— Directions for this task —
So that the copy matches the original, retype each line of the material below exactly.

— Data section —
===============

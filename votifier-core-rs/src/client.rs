//! Sending side of the protocol
//!
//! What a vote-reporting service does: connect, read the greeting, send one
//! encrypted block. Used to test receivers end to end.

use std::net::SocketAddr;
use std::time::Duration;

use rsa::RsaPublicKey;
use tokio::io::{AsyncBufReadExt, AsyncWriteExt, BufReader};
use tokio::net::TcpStream;
use tracing::debug;

use crate::crypto;
use crate::error::SendError;
use crate::protocol::{self, GREETING_PREFIX};
use crate::vote::Vote;

/// Sends votes to one receiver
#[derive(Debug, Clone)]
pub struct VoteSender {
    addr: SocketAddr,
    public_key: RsaPublicKey,
    timeout: Duration,
}

impl VoteSender {
    pub fn new(addr: SocketAddr, public_key: RsaPublicKey) -> Self {
        Self {
            addr,
            public_key,
            timeout: Duration::from_secs(5),
        }
    }

    /// Bound on the whole exchange
    pub fn with_timeout(mut self, timeout: Duration) -> Self {
        self.timeout = timeout;
        self
    }

    /// Deliver one vote. Returns the receiver's greeting line.
    pub async fn send(&self, vote: &Vote) -> Result<String, SendError> {
        let block = crypto::encrypt(&self.public_key, &protocol::encode(vote))?;

        tokio::time::timeout(self.timeout, self.exchange(&block))
            .await
            .map_err(|_| SendError::Timeout(self.addr.to_string()))?
    }

    async fn exchange(&self, block: &[u8]) -> Result<String, SendError> {
        let stream = TcpStream::connect(self.addr).await?;
        let mut reader = BufReader::new(stream);

        let mut greeting = String::new();
        reader.read_line(&mut greeting).await?;
        let greeting = greeting.trim_end().to_string();
        if !greeting.starts_with(GREETING_PREFIX) {
            return Err(SendError::UnexpectedGreeting(greeting));
        }
        debug!("Connected to {} ({})", self.addr, greeting);

        let stream = reader.get_mut();
        stream.write_all(block).await?;
        stream.shutdown().await?;

        Ok(greeting)
    }
}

===============

— Final answer —
filename votifier-core-rs/src/client.rs
//! Sending side of the protocol
//!
//! What a vote-reporting service does: connect, read the greeting, send one
//! encrypted block. Used to test receivers end to end.

use std::net::SocketAddr;
use std::time::Duration;

use rsa::RsaPublicKey;
use tokio::io::{AsyncBufReadExt, AsyncWriteExt, BufReader};
use tokio::net::TcpStream;
use tracing::debug;

use crate::crypto;
use crate::error::SendError;
use crate::protocol::{self, GREETING_PREFIX};
use crate::vote::Vote;

/// Sends votes to one receiver
#[derive(Debug, Clone)]
pub struct VoteSender {
    addr: SocketAddr,
    public_key: RsaPublicKey,
    timeout: Duration,
}

impl VoteSender {
    pub fn new(addr: SocketAddr, public_key: RsaPublicKey) -> Self {
        Self {
            addr,
            public_key,
            timeout: Duration::from_secs(5),
        }
    }

    /// Bound on the whole exchange
    pub fn with_timeout(mut self, timeout: Duration) -> Self {
        self.timeout = timeout;
        self
    }

    /// Deliver one vote. Returns the receiver's greeting line.
    pub async fn send(&self, vote: &Vote) -> Result<String, SendError> {
        let block = crypto::encrypt(&self.public_key, &protocol::encode(vote))?;

        tokio::time::timeout(self.timeout, self.exchange(&block))
            .await
            .map_err(|_| SendError::Timeout(self.addr.to_string()))?
    }

    async fn exchange(&self, block: &[u8]) -> Result<String, SendError> {
        let stream = TcpStream::connect(self.addr).await?;
        let mut reader = BufReader::new(stream);

        let mut greeting = String::new();
        reader.read_line(&mut greeting).await?;
        let greeting = greeting.trim_end().to_string();
        if !greeting.starts_with(GREETING_PREFIX) {
            return Err(SendError::UnexpectedGreeting(greeting));
        }
        debug!("Connected to {} ({})", self.addr, greeting);

        let stream = reader.get_mut();
        stream.write_all(block).await?;
        stream.shutdown().await?;

        Ok(greeting)
    }
}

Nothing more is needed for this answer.